An essential component of cognition and language involves the formation of new conditional relations between stimuli based upon prior experiences. Results of investigations on transitive inference (TI) highlight a prominent role for the medial temporal lobe in maintaining associative relations among sequentially arranged stimuli (A > B > C > D > E). In this investigation, medial temporal lobe activity was assessed while subjects completed "Stimulus Equivalence" (SE) tests that required deriving conditional relations among stimuli within a class (A ≡ B ≡ C).


Stimuli consisted of six consonant-vowel-consonant triads divided into two classes (A1, B1, C1; A2, B2, C2). A simultaneous matching-to-sample task and differential reinforcement were employed during pretraining to establish the conditional relations A1:B1 and B1:C1 in class 1 and A2:B2 and B2:C2 in class 2. During functional neuroimaging, recombined stimulus pairs were presented and subjects judged (yes/no) whether stimuli were related. SE tests involved presenting three different types of within-class pairs: Symmetrical (B1 A1; C1 B1; B2 A2; C2 B2), and Transitive (A1 C1; A2 C2) and Equivalence (C1 A1; C2 A2) relations separated by a nodal stimulus. Cross-class 'Foils' consisting of unrelated stimuli (e.g., A1 C2) were also presented.
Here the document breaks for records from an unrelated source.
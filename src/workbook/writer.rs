//! Output workbook export.
//!
//! Each cleaned table becomes one sheet: a single header row of trimmed
//! column names, then the data rows with no index column. Date columns are
//! written as real date cells with a `yyyy-mm-dd` format; nulls are left
//! as blank cells.

use polars::prelude::*;
use rust_xlsxwriter::{Format, Workbook};
use std::path::Path;
use tracing::info;

use crate::calendar::from_epoch_days;
use crate::error::Result;

/// Write the given tables to a new workbook, one sheet per table.
///
/// Any I/O failure aborts the run and surfaces as an export error; the
/// workbook handle is dropped either way.
pub fn write_workbook(path: &Path, sheets: &[(&str, &DataFrame)]) -> Result<()> {
    let mut workbook = Workbook::new();
    let date_format = Format::new().set_num_format("yyyy-mm-dd");

    for (sheet_name, df) in sheets {
        let worksheet = workbook.add_worksheet();
        worksheet.set_name(*sheet_name)?;

        for (col_idx, name) in df.get_column_names().iter().enumerate() {
            worksheet.write_string(0, col_idx as u16, name.trim())?;
        }

        for (col_idx, column) in df.get_columns().iter().enumerate() {
            let series = column.as_materialized_series();
            let col = col_idx as u16;

            match series.dtype() {
                DataType::String => {
                    let values = series.str()?;
                    for (row_idx, value) in values.into_iter().enumerate() {
                        if let Some(text) = value {
                            worksheet.write_string(row_idx as u32 + 1, col, text)?;
                        }
                    }
                }
                DataType::Date => {
                    let physical = series.to_physical_repr();
                    let days = physical.i32()?;
                    for (row_idx, value) in days.into_iter().enumerate() {
                        if let Some(date) = value.and_then(from_epoch_days) {
                            worksheet.write_with_format(
                                row_idx as u32 + 1,
                                col,
                                &date,
                                &date_format,
                            )?;
                        }
                    }
                }
                _ => {
                    let floats = series.cast(&DataType::Float64)?;
                    let values = floats.f64()?;
                    for (row_idx, value) in values.into_iter().enumerate() {
                        if let Some(number) = value {
                            worksheet.write_number(row_idx as u32 + 1, col, number)?;
                        }
                    }
                }
            }
        }
    }

    workbook.save(path)?;
    info!("Wrote {} sheets to {}", sheets.len(), path.display());
    Ok(())
}

#[cfg(test)]
mod tests {
    use super::*;

    #[test]
    fn test_write_workbook_creates_file() {
        let df = df![
            "Quarter" => ["1995 Q1", "1995 Q2"],
            "region_value" => [100.0, 110.0],
        ]
        .unwrap();

        let path = std::env::temp_dir().join("quarterline_writer_basic.xlsx");
        write_workbook(&path, &[("Housing", &df)]).unwrap();

        assert!(path.exists());
        std::fs::remove_file(&path).ok();
    }

    #[test]
    fn test_write_workbook_unwritable_path_fails() {
        let df = df!["Quarter" => ["1995 Q1"]].unwrap();
        let path = Path::new("no-such-directory/out.xlsx");
        assert!(write_workbook(path, &[("Housing", &df)]).is_err());
    }
}
//! Core table types and the canonical column schema.

use polars::prelude::*;
use serde::{Deserialize, Serialize};

use crate::error::{PrepError, Result};

/// Synthetic quarter-label column, ordered first in every cleaned table.
pub const QUARTER_COL: &str = "Quarter";

/// Parsed period date column (quarter-end for housing, first day of the
/// quarter-end month for unemployment).
pub const PERIOD_COL: &str = "Period";

pub const REGION_VALUE_COL: &str = "region_value";
pub const REGION_GROWTH_COL: &str = "region_growth";
pub const NATIONAL_VALUE_COL: &str = "national_value";
pub const NATIONAL_GROWTH_COL: &str = "national_growth";

/// Canonical flat schema assigned positionally to the housing sheet:
/// the month column followed by value and annual-growth columns for the
/// region and the national series.
pub const HOUSING_RAW_COLUMNS: [&str; 5] = [
    "Month",
    REGION_VALUE_COL,
    REGION_GROWTH_COL,
    NATIONAL_VALUE_COL,
    NATIONAL_GROWTH_COL,
];

/// The two cleaned series restricted to a shared quarter range.
///
/// Both tables are ordered by ascending quarter and carry the synthetic
/// [`QUARTER_COL`] label first and the parsed [`PERIOD_COL`] date second.
#[derive(Debug, Clone)]
pub struct AlignedDataset {
    pub housing: DataFrame,
    pub unemployment: DataFrame,
}

impl AlignedDataset {
    /// Quarter labels of a cleaned table, in row order.
    pub fn quarter_labels(df: &DataFrame) -> Result<Vec<String>> {
        let series = df
            .column(QUARTER_COL)
            .map_err(|_| PrepError::ColumnMissing {
                table: "aligned".to_string(),
                column: QUARTER_COL.to_string(),
            })?
            .as_materialized_series()
            .clone();
        let labels = series.str()?;
        Ok(labels
            .into_iter()
            .map(|v| v.unwrap_or_default().to_string())
            .collect())
    }
}

/// Human-readable summary of what a pipeline run did.
#[derive(Debug, Clone, Default, Serialize, Deserialize)]
pub struct RunSummary {
    /// Total execution time in milliseconds.
    pub duration_ms: u64,

    /// Monthly housing rows as loaded.
    pub housing_rows_in: usize,
    /// Quarterly housing rows after cleaning and alignment.
    pub housing_rows_out: usize,

    /// Unemployment rows as loaded.
    pub unemployment_rows_in: usize,
    /// Unemployment rows after cleaning and alignment.
    pub unemployment_rows_out: usize,

    /// Actions taken during the run, in order.
    pub actions: Vec<String>,

    /// Warnings generated during the run.
    pub warnings: Vec<String>,
}

impl RunSummary {
    pub fn add_action(&mut self, action: impl Into<String>) {
        self.actions.push(action.into());
    }

    pub fn add_warning(&mut self, warning: impl Into<String>) {
        self.warnings.push(warning.into());
    }
}

/// Everything a pipeline run produces, besides the output workbook itself.
#[derive(Debug)]
pub struct RunResult {
    /// The cleaned, aligned pair of tables (also written to the output
    /// workbook).
    pub dataset: AlignedDataset,
    /// Diagnostic outlier reports; never fed back into the dataset.
    pub outliers: Vec<crate::pipeline::OutlierReport>,
    /// Initial-understanding profiles of the raw tables.
    pub profiles: Vec<crate::profiler::TableProfile>,
    /// Row counts, actions and timing.
    pub summary: RunSummary,
}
Relative to cross-class Foils, Transitive and Equivalence relations requiring inferential judgments elicited bilateral activation in the anterior hippocampus while Symmetrical relations elicited activation in the parahippocampus. Relative to each derived relation, Foils generally elicited bilateral activation in the parahippocampus, as well as in frontal and parietal lobe regions.


Activation observed in the hippocampus to nodal-dependent derived conditional relations (Transitive and Equivalence relations) highlights its involvement in maintaining relational structure and flexible memory expression among stimuli within a class (A ≡ B ≡ C).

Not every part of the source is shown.